As important as the increase of women in the House (87 to 102), tens of thousands have flooded our political system, into positions from which they’ll plan their own runs for Congress — or higher. They’re bringing a new kind of campaign, at once honest and bold. In her ad, Dana Nessel wondered aloud, “When you’re choosing Michigan’s next attorney general, ask yourself this: Who can you trust most not to show you their penis in a professional setting?” Nessel won.

Tweets to the contrary, Trump is not the center of the universe. He is one force amid many. Another is Hillary Clinton-- a pivotal inspiration in her success and, astonishingly, in her defeat; she used her concession speech and subsequent book


to urge girls to dream and women to run. They answered her call, and with her constant support strengthening their stride. Over the last two years, potential candidates have been pushed forward by anger while being pulled forward by hope: White nationalist misogyny/Women’s marches. Hush money/#MeToo. Mass shootings/March for Our Lives.

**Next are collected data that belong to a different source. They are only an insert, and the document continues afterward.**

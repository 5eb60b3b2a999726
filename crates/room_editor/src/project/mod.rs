//! Project management for the room editor
//!
//! This module handles project file save/load and the Project type.

mod file;

pub use file::*;

use room_editor_core::{
    BrushLibrary, EditorContext, LayerJson, LoadError, Palette, RoomJson, RoomMap,
    TemplateGroupJson, TemplateLibrary, TileCatalog, DEFAULT_PALETTE_SIZE,
    DEFAULT_SNAPSHOT_CAPACITY,
};
use serde::{Deserialize, Serialize};
use std::path::PathBuf;

/// File format version written by this build
pub const PROJECT_VERSION: u32 = 1;

/// On-disk form of a project
#[derive(Debug, Clone, Serialize, Deserialize)]
pub struct ProjectData {
    pub version: u32,
    #[serde(default)]
    pub tiles: TileCatalog,
    #[serde(default)]
    pub brushes: BrushLibrary,
    /// Palette canvas
    #[serde(default, skip_serializing_if = "Option::is_none")]
    pub palette: Option<LayerJson>,
    #[serde(default)]
    pub rooms: Vec<RoomJson>,
    #[serde(default)]
    pub templates: Vec<TemplateGroupJson>,
}

/// The entire editor project
#[derive(Debug, Clone)]
pub struct Project {
    pub version: u32,
    pub path: Option<PathBuf>,
    pub context: EditorContext,
    /// Changes outside the rooms and palette, such as new tiles or brushes
    pub dirty: bool,
}

impl Default for Project {
    fn default() -> Self {
        Self::new(DEFAULT_SNAPSHOT_CAPACITY, DEFAULT_PALETTE_SIZE)
    }
}

impl Project {
    pub fn new(snapshot_capacity: usize, palette_size: (u32, u32)) -> Self {
        Self {
            version: PROJECT_VERSION,
            path: None,
            context: EditorContext::with_settings(snapshot_capacity, palette_size),
            dirty: false,
        }
    }

    /// Display name, taken from the file name
    pub fn name(&self) -> &str {
        self.path
            .as_ref()
            .and_then(|p| p.file_stem())
            .and_then(|s| s.to_str())
            .unwrap_or("Untitled")
    }

    pub fn mark_dirty(&mut self) {
        self.dirty = true;
    }

    /// Whether anything changed since the last save
    pub fn is_dirty(&self) -> bool {
        self.dirty || !self.context.is_saved()
    }

    pub fn to_data(&self) -> ProjectData {
        ProjectData {
            version: self.version,
            tiles: self.context.catalog.clone(),
            brushes: self.context.brushes.clone(),
            palette: Some(self.context.palette.to_json()),
            rooms: self.context.rooms.to_json(),
            templates: self.context.templates.to_json(),
        }
    }

    /// Rebuild a project, re-stamping every room, template and the palette
    pub fn from_data(data: ProjectData, snapshot_capacity: usize) -> Result<Self, LoadError> {
        if data.version > PROJECT_VERSION {
            tracing::warn!(
                "Project version {} is newer than supported version {}",
                data.version,
                PROJECT_VERSION
            );
        }

        let catalog = data.tiles;
        let palette = match &data.palette {
            Some(json) => Palette::from_json(json, &catalog, snapshot_capacity)?,
            None => Palette::new(DEFAULT_PALETTE_SIZE, snapshot_capacity),
        };
        let rooms = RoomMap::from_json(&data.rooms, &catalog, snapshot_capacity)?;
        let templates = TemplateLibrary::from_json(&data.templates, &catalog)?;

        Ok(Self {
            version: data.version,
            path: None,
            context: EditorContext::from_parts(
                catalog,
                data.brushes,
                palette,
                rooms,
                templates,
                snapshot_capacity,
            ),
            dirty: false,
        })
    }
}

Justice Brett Kavanaugh/Massive publicized testimonials. Fake news/Fake fake news.

Discrimination against women in politics is a vicious circle, discouraging women to run, which means ensuring that they’re not at the table where more discrimination takes form. But now a virtuous helix is spiraling higher. The spin is slow but self-perpetuating. As they wield more influence, women will champion ways to level the field so that they wield more influence.

Our midterm elections were a subplot of a new women’s movement resonating globally. No one can predict where we’ll be in two years, or in a decade. But we know that last week a flow of strong, newly-elected women were reveling in one another’s support. We must push for policy changes, such as a recent one allowing campaign funds to be used for child care. But Boston philanthropic activist Barbara Lee also urges us to encourage those who ran and lost to declare (as men often conclude) that this past week was a dress rehearsal.

As in any social movement, the surge of female political leaders will be slowed by rough terrain. But its progress is now unstoppable. Future candidates will keep putting one foot in front of the other, even as they balance on stone slabs across a new political landscape, opened up by a seismic shift.


Swanee Hunt founded Political Parity and the Women in Public Policy Program at Harvard’s Kennedy School of Government.